Daran war nur ihr Vater schuld, weil er sie dem hässlichen, pockennarbigen Sohn eines benachbarten Gutsherrn versprochen hatte, dessen Anwesen, wesentlich ausgedehnter als Develish, zwei Tagesritte entfernt lag. Eine triste Zukunft war ihr bestimmt als Gemahlin von Peter of Bradmayne, der von so zwergenhafter Statur war, dass er kaum wie ein richtiger Mann auf einem Pferd sitzen konnte. Eleanors eigenes kleines Pony, eine hübsche Fuchsstute mit weißen Strümpfen, weidete jenseits des Burggrabens. Sie war versucht, hinauszugehen und Thaddeus anzuweisen, das Pony zu satteln und ihr hinaufzuhelfen. Falls er es wagte, sie dabei anzusehen, würde sie ihm eins mit der Reitgerte überziehen.

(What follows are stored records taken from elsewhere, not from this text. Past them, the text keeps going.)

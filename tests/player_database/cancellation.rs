//! Cancellation: nothing is committed and every transaction is released.

use std::time::Duration;

use crate::common::*;

fn cancel_after(delay: Duration) -> CancellationToken {
    let cancel = CancellationToken::new();
    let trigger = cancel.clone();
    tokio::spawn(async move {
        tokio::time::sleep(delay).await;
        trigger.cancel();
    });
    cancel
}

#[tokio::test]
async fn cancelled_before_start() {
    let t = TestDb::new();
    let cancel = CancellationToken::new();
    cancel.cancel();

    let err = t
        .db
        .write_insecure(1, &Profile::new("a", 1), None, &cancel)
        .await
        .unwrap_err();
    assert!(err.is_cancelled());
    let err = t.db.get_insecure::<Profile>(1, &cancel).await.unwrap_err();
    assert!(err.is_cancelled());

    assert!(t.stored(1).is_none());
    assert_eq!(t.store.stats().begun, 0);
}

#[tokio::test(start_paused = true)]
async fn cancelled_during_backoff() {
    let t = TestDb::new();
    t.store
        .faults()
        .fail_always(FaultPoint::Add, StoreFault::Timeout);
    let cancel = cancel_after(Duration::from_millis(5));

    let err = t
        .db
        .write_insecure(1, &Profile::new("a", 1), None, &cancel)
        .await
        .unwrap_err();
    assert_eq!(err, Error::Cancelled);
    assert!(t.stored(1).is_none());
    assert!(t.store.faults().calls(FaultPoint::Add) < 4);
    t.assert_no_open_transactions();
}

#[tokio::test(start_paused = true)]
async fn cancelled_while_waiting_for_update_lock() {
    let t = TestDb::new();
    let collection = t.create_collection();
    let a = Profile::new("a", 1);
    t.write_insecure(1, &a, None).await.unwrap();

    let holder = t.store.begin_transaction().unwrap();
    collection
        .try_get(&holder, &1, LockMode::Update, Duration::from_secs(1))
        .await
        .unwrap();

    let cancel = cancel_after(Duration::from_millis(100));
    let err = t
        .db
        .write_insecure(1, &Profile::new("b", 2), Some(&a), &cancel)
        .await
        .unwrap_err();
    assert_eq!(err, Error::Cancelled);

    // Only the holder is still open
    assert_eq!(t.store.stats().open(), 1);
    holder.abort();
    t.assert_no_open_transactions();
    assert_eq!(t.read_insecure(1).await.unwrap(), Some(a));
}

#[tokio::test(start_paused = true)]
async fn cancelled_read_during_backoff() {
    let t = TestDb::new();
    t.store
        .faults()
        .fail_always(FaultPoint::Get, StoreFault::TransactionFaulted);
    let cancel = cancel_after(Duration::from_millis(5));

    let err = t.db.get_insecure::<Profile>(1, &cancel).await.unwrap_err();
    assert_eq!(err, Error::Cancelled);
    t.assert_no_open_transactions();
}

#[tokio::test(start_paused = true)]
async fn cancelled_while_polling_for_collection() {
    let t = TestDb::without_collection();
    let cancel = cancel_after(Duration::from_millis(2500));

    let err = t.db.get_insecure::<Profile>(1, &cancel).await.unwrap_err();
    assert_eq!(err, Error::Cancelled);
    assert_eq!(t.store.faults().calls(FaultPoint::OpenCollection), 2);

    // The failed open was not cached; a later call polls again
    t.create_collection();
    assert_eq!(t.read_insecure(1).await.unwrap(), None);
    assert_eq!(t.store.faults().calls(FaultPoint::OpenCollection), 3);
}

#[tokio::test]
async fn cancelling_after_success_changes_nothing() {
    let t = TestDb::new();
    let cancel = CancellationToken::new();
    t.db
        .write_insecure(1, &Profile::new("a", 1), None, &cancel)
        .await
        .unwrap();
    cancel.cancel();

    assert_eq!(t.read_insecure(1).await.unwrap().unwrap().name, "a");
    assert_eq!(t.store.stats().committed, 1);
}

Diese amüsante Fantasterei wurde durch die Schritte ihrer Mutter auf der Treppe unterbrochen. Schnell huschte Eleanor zurück zu ihrem Schemel und Stickrahmen und täuschte Fleiß vor. Ihre Gefühle Lady Anne gegenüber grenzten an Hass, denn Eleanor wusste sehr wohl, dass sie die Auswahl ihres Zukünftigen ihrer Mutter zu verdanken hatte. Lady Anne zog Pflichterfüllung und Disziplin der Liebe vor. Sie war von Nonnen erzogen worden und hätte besser den Schleier nehmen sollen, da es ihr bevorzugter Zeitvertreib war, ihre Tochter wegen ihrer Verfehlungen zu rügen.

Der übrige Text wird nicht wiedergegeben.